Backup - From a SysAdmin Perspective

Backup is big topic that brings a lot of opinions and emotion with it. I hope to explore some of these in the remainder of this publication. Before I start, lets get a preview of what is coming:

What is a backup/backing up?
Management's Perspective
Customer's Perspective
SysAdmin's Perspective
Attributes of a Useful Backup System/Plan
Some Different Approaches
Rsync incremental Backup
Dirvish
Future Enhancements
Links

Things to add:

scalability (if you need more than 4 x 4TB), you probably will run out of bandwidth/backup window. Scale by adding servers
sample yaml files

What is a backup/backing up?

Basically everybody knows what a backup is. Specifically is an entirely different matter. One definition might be:

The ability to reproduce data/information/system/service/environment regardless of state of the existing data/information/system/service/environment.

That is a pretty good definition that avoids many of the pitfalls of most backup definitions. First, it tries to exhaustively list all possible things that you might need to backup. Secondly, it carefully avoids describing the mechanism of reproduction (which would imply the nature of the actual reproduction process/data).

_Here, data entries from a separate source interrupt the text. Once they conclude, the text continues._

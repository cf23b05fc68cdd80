// ============================================================================
// SESSION STORE - Cuenta firmada, acciones de sesión y métodos de contrato
// ============================================================================
// Contenedor compartido y observable. No valida nada: los llamadores son
// de confianza. Cada setter notifica a los subscribers de forma síncrona.
// ============================================================================

use std::fmt;
use std::future::Future;
use std::rc::Rc;

use futures::future::{FutureExt, LocalBoxFuture};
use serde_json::Value;

use crate::error::WalletError;
use crate::models::{CallRequest, ViewRequest};
use crate::services::WalletSelector;
use crate::state::reactivity::{ReactiveState, Subscription, WeakReactiveState};

pub type SessionAction = Rc<dyn Fn() -> LocalBoxFuture<'static, Result<(), WalletError>>>;
pub type ViewMethod = Rc<dyn Fn(ViewRequest) -> LocalBoxFuture<'static, Result<Value, WalletError>>>;
pub type CallMethod =
    Rc<dyn Fn(CallRequest) -> LocalBoxFuture<'static, Result<Option<Value>, WalletError>>>;

/// logIn + logOut, siempre reemplazados juntos
#[derive(Clone)]
pub struct ActionPair {
    pub log_in: SessionAction,
    pub log_out: SessionAction,
}

impl ActionPair {
    pub fn new<I, IF, O, OF>(log_in: I, log_out: O) -> Self
    where
        I: Fn() -> IF + 'static,
        IF: Future<Output = Result<(), WalletError>> + 'static,
        O: Fn() -> OF + 'static,
        OF: Future<Output = Result<(), WalletError>> + 'static,
    {
        Self {
            log_in: Rc::new(move || log_in().boxed_local()),
            log_out: Rc::new(move || log_out().boxed_local()),
        }
    }

    /// Par inerte que se usa antes de que el selector esté listo
    pub fn inert() -> Self {
        Self::new(|| async { Ok(()) }, || async { Ok(()) })
    }
}

impl Default for ActionPair {
    fn default() -> Self {
        Self::inert()
    }
}

/// viewMethod + callMethod, siempre reemplazados juntos
#[derive(Clone)]
pub struct MethodPair {
    view: ViewMethod,
    call: CallMethod,
}

impl MethodPair {
    pub fn new<V, VF, C, CF>(view: V, call: C) -> Self
    where
        V: Fn(ViewRequest) -> VF + 'static,
        VF: Future<Output = Result<Value, WalletError>> + 'static,
        C: Fn(CallRequest) -> CF + 'static,
        CF: Future<Output = Result<Option<Value>, WalletError>> + 'static,
    {
        Self {
            view: Rc::new(move |request| view(request).boxed_local()),
            call: Rc::new(move |request| call(request).boxed_local()),
        }
    }

    pub fn view_method(&self, request: ViewRequest) -> LocalBoxFuture<'static, Result<Value, WalletError>> {
        (self.view)(request)
    }

    pub fn call_method(
        &self,
        request: CallRequest,
    ) -> LocalBoxFuture<'static, Result<Option<Value>, WalletError>> {
        (self.call)(request)
    }
}

/// Estado de sesión; vacío al arrancar, sin persistencia
#[derive(Clone, Default)]
pub struct Session {
    /// Vacío = sin sesión
    pub signed_account_id: String,
    pub actions: ActionPair,
    pub methods: Option<MethodPair>,
    pub selector: Option<Rc<dyn WalletSelector>>,
    pub last_error: Option<String>,
}

impl fmt::Debug for Session {
    fn fmt(&self, f: &mut fmt::Formatter<'_>) -> fmt::Result {
        f.debug_struct("Session")
            .field("signed_account_id", &self.signed_account_id)
            .field("methods_ready", &self.methods.is_some())
            .field("selector_ready", &self.selector.is_some())
            .field("last_error", &self.last_error)
            .finish()
    }
}

/// Handle barato de clonar al store de sesión
#[derive(Clone)]
pub struct SessionStore {
    state: ReactiveState<Session>,
}

impl PartialEq for SessionStore {
    fn eq(&self, other: &Self) -> bool {
        self.state.ptr_eq(&other.state)
    }
}

impl Default for SessionStore {
    fn default() -> Self {
        Self::new()
    }
}

impl fmt::Debug for SessionStore {
    fn fmt(&self, f: &mut fmt::Formatter<'_>) -> fmt::Result {
        self.state.with(|session| fmt::Debug::fmt(session, f))
    }
}

impl SessionStore {
    pub fn new() -> Self {
        Self {
            state: ReactiveState::new(Session::default()),
        }
    }

    // ---- getters -----------------------------------------------------------

    pub fn signed_account_id(&self) -> String {
        self.state.with(|s| s.signed_account_id.clone())
    }

    pub fn is_signed_in(&self) -> bool {
        self.state.with(|s| !s.signed_account_id.is_empty())
    }

    pub fn actions(&self) -> ActionPair {
        self.state.with(|s| s.actions.clone())
    }

    pub fn methods(&self) -> Option<MethodPair> {
        self.state.with(|s| s.methods.clone())
    }

    pub fn selector(&self) -> Option<Rc<dyn WalletSelector>> {
        self.state.with(|s| s.selector.clone())
    }

    pub fn last_error(&self) -> Option<String> {
        self.state.with(|s| s.last_error.clone())
    }

    pub fn snapshot(&self) -> Session {
        self.state.with(Session::clone)
    }

    // ---- setters -----------------------------------------------------------

    /// Reemplaza solo la cuenta firmada
    pub fn set_auth(&self, signed_account_id: impl Into<String>) {
        let signed_account_id = signed_account_id.into();
        self.state.update(|s| s.signed_account_id = signed_account_id);
    }

    pub fn set_log_actions(&self, actions: ActionPair) {
        self.state.update(|s| s.actions = actions);
    }

    pub fn set_methods(&self, methods: MethodPair) {
        self.state.update(|s| s.methods = Some(methods));
    }

    pub fn set_selector(&self, selector: Rc<dyn WalletSelector>) {
        self.state.update(|s| s.selector = Some(selector));
    }

    pub fn set_error(&self, error: Option<String>) {
        self.state.update(|s| s.last_error = error);
    }

    /// Log + banner
    pub fn report_error(&self, error: &WalletError) {
        log::error!("❌ [SESSION] {}", error);
        self.set_error(Some(error.to_string()));
    }

    // ---- acciones ----------------------------------------------------------

    // El Rc se clona antes de esperar: ningún borrow cruza el await.

    pub async fn log_in(&self) -> Result<(), WalletError> {
        let log_in = self.actions().log_in;
        log_in().await
    }

    pub async fn log_out(&self) -> Result<(), WalletError> {
        let log_out = self.actions().log_out;
        log_out().await
    }

    pub async fn view_method(&self, request: ViewRequest) -> Result<Value, WalletError> {
        let methods = self.methods().ok_or(WalletError::NotReady)?;
        methods.view_method(request).await
    }

    pub async fn call_method(&self, request: CallRequest) -> Result<Option<Value>, WalletError> {
        let methods = self.methods().ok_or(WalletError::NotReady)?;
        methods.call_method(request).await
    }

    // ---- suscripciones -----------------------------------------------------

    pub fn subscribe<F>(&self, callback: F) -> Subscription
    where
        F: Fn() + 'static,
    {
        self.state.subscribe(callback)
    }

    pub fn downgrade(&self) -> WeakSessionStore {
        WeakSessionStore {
            state: self.state.downgrade(),
        }
    }
}

/// Referencia débil para closures que viven dentro del propio store
#[derive(Clone)]
pub struct WeakSessionStore {
    state: WeakReactiveState<Session>,
}

impl WeakSessionStore {
    pub fn upgrade(&self) -> Option<SessionStore> {
        self.state.upgrade().map(|state| SessionStore { state })
    }
}
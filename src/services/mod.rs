pub mod rpc_client;
pub mod wallet_selector;
pub mod contract_service;

#[cfg(test)]
pub mod testing;

pub use rpc_client::{get_transaction_last_result, JsonRpcProvider, RpcProvider};
pub use wallet_selector::{JsWalletSelector, WalletSelector};
pub use contract_service::{call_method, view_method};
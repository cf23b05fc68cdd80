mod login_button;
mod login_page;

pub use login_button::*;
pub use login_page::*;
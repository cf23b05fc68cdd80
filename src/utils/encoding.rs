// ============================================================================
// ENCODING - JSON <-> base64 para argumentos y resultados de contratos
// ============================================================================

use base64::{engine::general_purpose::STANDARD, Engine as _};
use serde_json::Value;

use crate::error::WalletError;

/// Argumentos JSON -> UTF-8 -> base64 (`args_base64`)
pub fn encode_args(args: &Value) -> Result<String, WalletError> {
    Ok(STANDARD.encode(serde_json::to_vec(args)?))
}

/// Bytes devueltos por una view -> JSON
pub fn decode_result(bytes: &[u8]) -> Result<Value, WalletError> {
    Ok(serde_json::from_slice(bytes)?)
}

/// `SuccessValue` de una transacción -> JSON.
/// Si el texto no es JSON (p. ej. métodos sin retorno) se devuelve como string.
pub fn decode_success_value(encoded: &str) -> Result<Value, WalletError> {
    let bytes = STANDARD.decode(encoded)?;
    let text = String::from_utf8_lossy(&bytes);
    Ok(serde_json::from_str(&text).unwrap_or_else(|_| Value::String(text.into_owned())))
}
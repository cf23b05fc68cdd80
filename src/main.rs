use project_factory_pwa::views::App;
use project_factory_pwa::CONFIG;

fn main() {
    console_error_panic_hook::set_once();

    let level = if CONFIG.is_logging_enabled() {
        log::Level::Debug
    } else {
        log::Level::Warn
    };
    wasm_logger::init(wasm_logger::Config::new(level));
    log::info!(
        "🚀 Project Factory starting on {} ({})",
        CONFIG.network_id,
        CONFIG.contract_id
    );

    yew::Renderer::<App>::new().render();
}
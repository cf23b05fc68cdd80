// ============================================================================
// USE WALLET - Acceso al SessionStore desde componentes Yew
// ============================================================================
// El store se comparte por Context (lo provee App); cada componente que lo
// usa se re-renderiza con cada notificación del store.
// ============================================================================

use yew::prelude::*;

use crate::config::WalletConfig;
use crate::state::{SessionInitializer, SessionStore};

/// Store de sesión del contexto, suscrito al componente actual
#[hook]
pub fn use_wallet() -> SessionStore {
    let store = use_context::<SessionStore>().expect("SessionStore must be provided by App");
    let update = use_force_update();

    use_effect_with(store.clone(), move |store| {
        let subscription = store.subscribe(move || update.force_update());
        move || drop(subscription)
    });

    store
}

/// Ejecuta el inicializador de sesión una vez por montaje (o si cambia la red)
#[hook]
pub fn use_init_wallet(store: SessionStore, config: WalletConfig) {
    use_effect_with(config, move |config| {
        let initializer = SessionInitializer::new(config.clone());
        wasm_bindgen_futures::spawn_local(async move {
            if let Err(e) = initializer.run(&store).await {
                store.report_error(&e);
            }
        });
        || ()
    });
}
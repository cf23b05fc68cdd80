use yew::prelude::*;
use yew_router::prelude::*;

use crate::views::auth::LoginButton;
use crate::views::routes::Route;
use crate::views::shared::ErrorBanner;

#[function_component(TopNavBar)]
pub fn top_nav_bar() -> Html {
    html! {
        <header class="app-header">
            <nav class="nav-links">
                <Link<Route> to={Route::Login}>{"Inicio"}</Link<Route>>
                <Link<Route> to={Route::CreateProject}>{"Crear proyecto"}</Link<Route>>
            </nav>
            <div class="nav-actions">
                <LoginButton />
            </div>
            <ErrorBanner />
        </header>
    }
}
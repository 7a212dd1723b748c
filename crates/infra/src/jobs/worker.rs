//! In-process report worker.
//!
//! Drains a [`LocalReportQueue`](super::LocalReportQueue) receiver, hands each
//! id to a [`ReportBuilder`] and records the outcome in the store. What a report
//! contains is entirely the builder's business.

use std::sync::Arc;

use async_trait::async_trait;
use tokio::sync::mpsc;
use tokio::task::JoinHandle;
use tracing::Instrument;

use storewatch_core::{ArtifactLocation, ReportId, ReportStatus};

use super::store::{ReportStore, StoreError};

/// Opaque, possibly long-running report computation.
#[async_trait]
pub trait ReportBuilder: Send + Sync + 'static {
    /// Produce the artifact for `id` and return where it can be fetched.
    async fn build(&self, id: ReportId) -> Result<ArtifactLocation, BuildError>;
}

#[derive(Debug, Clone, thiserror::Error)]
#[error("report build failed: {0}")]
pub struct BuildError(pub String);

impl BuildError {
    pub fn new(msg: impl Into<String>) -> Self {
        Self(msg.into())
    }
}

/// Builder that only names the artifact (`<prefix>/<id>.csv`).
///
/// Stands in for a real builder in development setups; nothing is written.
#[derive(Debug, Clone)]
pub struct PlaceholderReportBuilder {
    prefix: String,
}

impl PlaceholderReportBuilder {
    pub fn new(prefix: impl Into<String>) -> Self {
        Self {
            prefix: prefix.into(),
        }
    }
}

impl Default for PlaceholderReportBuilder {
    fn default() -> Self {
        Self::new("/files")
    }
}

#[async_trait]
impl ReportBuilder for PlaceholderReportBuilder {
    async fn build(&self, id: ReportId) -> Result<ArtifactLocation, BuildError> {
        let location = format!("{}/{}.csv", self.prefix.trim_end_matches('/'), id);
        ArtifactLocation::new(location).map_err(|e| BuildError::new(e.to_string()))
    }
}

#[derive(Debug, thiserror::Error)]
pub enum WorkerError {
    #[error("report vanished before processing: {0}")]
    Missing(ReportId),
    #[error(transparent)]
    Store(#[from] StoreError),
}

/// Background consumer of queued report ids.
pub struct ReportWorker<B: ReportBuilder> {
    name: String,
    receiver: mpsc::Receiver<ReportId>,
    store: Arc<dyn ReportStore>,
    builder: Arc<B>,
}

impl<B: ReportBuilder> ReportWorker<B> {
    pub fn new(receiver: mpsc::Receiver<ReportId>, store: Arc<dyn ReportStore>, builder: Arc<B>) -> Self {
        Self {
            name: "report-worker".to_string(),
            receiver,
            store,
            builder,
        }
    }

    pub fn with_name(mut self, name: impl Into<String>) -> Self {
        self.name = name.into();
        self
    }

    /// Run on the current tokio runtime until every queue sender is dropped.
    pub fn spawn(self) -> JoinHandle<()> {
        tokio::spawn(self.run())
    }

    pub async fn run(mut self) {
        tracing::info!(worker = %self.name, "report worker started");
        while let Some(id) = self.receiver.recv().await {
            let span = tracing::info_span!("report_job", worker = %self.name, report_id = %id);
            match self.process(id).instrument(span.clone()).await {
                Ok(status) => {
                    span.in_scope(|| tracing::info!(status = status.as_str(), "report finished"));
                }
                Err(e) => {
                    span.in_scope(|| tracing::error!(error = %e, "report job not recorded"));
                }
            }
        }
        tracing::info!(worker = %self.name, "report worker stopped: queue closed");
    }

    /// Build one report and record `Complete` or `Failed`.
    pub async fn process(&self, id: ReportId) -> Result<ReportStatus, WorkerError> {
        if self.store.get(id).await?.is_none() {
            return Err(WorkerError::Missing(id));
        }

        let job = match self.builder.build(id).await {
            Ok(location) => self.store.complete(id, location).await?,
            Err(e) => {
                tracing::warn!(error = %e, "report build failed");
                self.store.fail(id, e.0).await?
            }
        };
        Ok(job.status().clone())
    }
}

This avoidance was intentional. Most people think of a backup as a copy. This is not necessary. Many things can be reproduced without making a physical copy. You can produce a clone of a Linux system by performing an appropriate software. If the system has any customization since install, you can document or automate the steps to reproduce the changes. Finally, the data that is truly unique must come from somewhere. That somewhere could be a copy. It could also be a process/service that recreates it (example: a process could query an ldap server with a list of ids and reproduce an addressbook).

Based on this approach, backing up is the process that ensures the ability to reproduce data and or an environment as it was. If that environment was a web server, you would minimally need the following:

A way to get the base OS on hardware
A way to add the necessary software
A way to configure the machine (configure apache)
A way to reproduce the data the web server was serving

This could be simple. You could backup the machine by dding the entire hard drive to another drive. Recovery would be dding the backup image to the new machine.

It can be more complicated. It can include customized installation (say kickstart install). The next step would be to install additional software and to configure that software for this specific instance. The last step would be restoring content via an appropriate process. This last step brings to light some interesting questions that will be be addressed later.

Management's Perspective

Management's perspective will start out that backing up is what you do so that you can recover in the case of catastrophic failure. Over time it will be refined.

Sometimes the refinement will take the constraint form: Can you reduce backups? This form come about for reasons such as the following:

The downtime for backup is impacting business
The cost of backup (media/systems/personnel/...) is becoming expensive
Keeping lots of copies is just a waste
Simply backup changes -- quit doing wasteful full backups

At other times, management will want an increase in backups:

We need a year's worth of backups -- not just 3 months
We need hourly backups -- not just daily
We need complete recoverability

Regardless of the current direction, the management always assumes that the SysAdmin should be able to restore a lost process/data/server on demand in a short period of time. Management will assume all necessary hardware, software and expertise exists and can be used at a moments notice.

Customer's Perspective

Most likely, the customer will be oblivious to backup. At least until the system crashes or until they delete something they should not have. Suddenly, the user expects the magic backup to reproduce the document he was just editing and accidentally deleted. And he wants it like it was a few minutes ago -- not how it was yesterday.

SysAdmin's Perspective

The SysAdmin's perspective will be a lot like the management's perspective -- sort of. The admin will not be any happier than the boss about the time, effort, and resources that backup consumes. The admin will want a simple backup system that can reproduce any needed item without needing a lot care and feeding.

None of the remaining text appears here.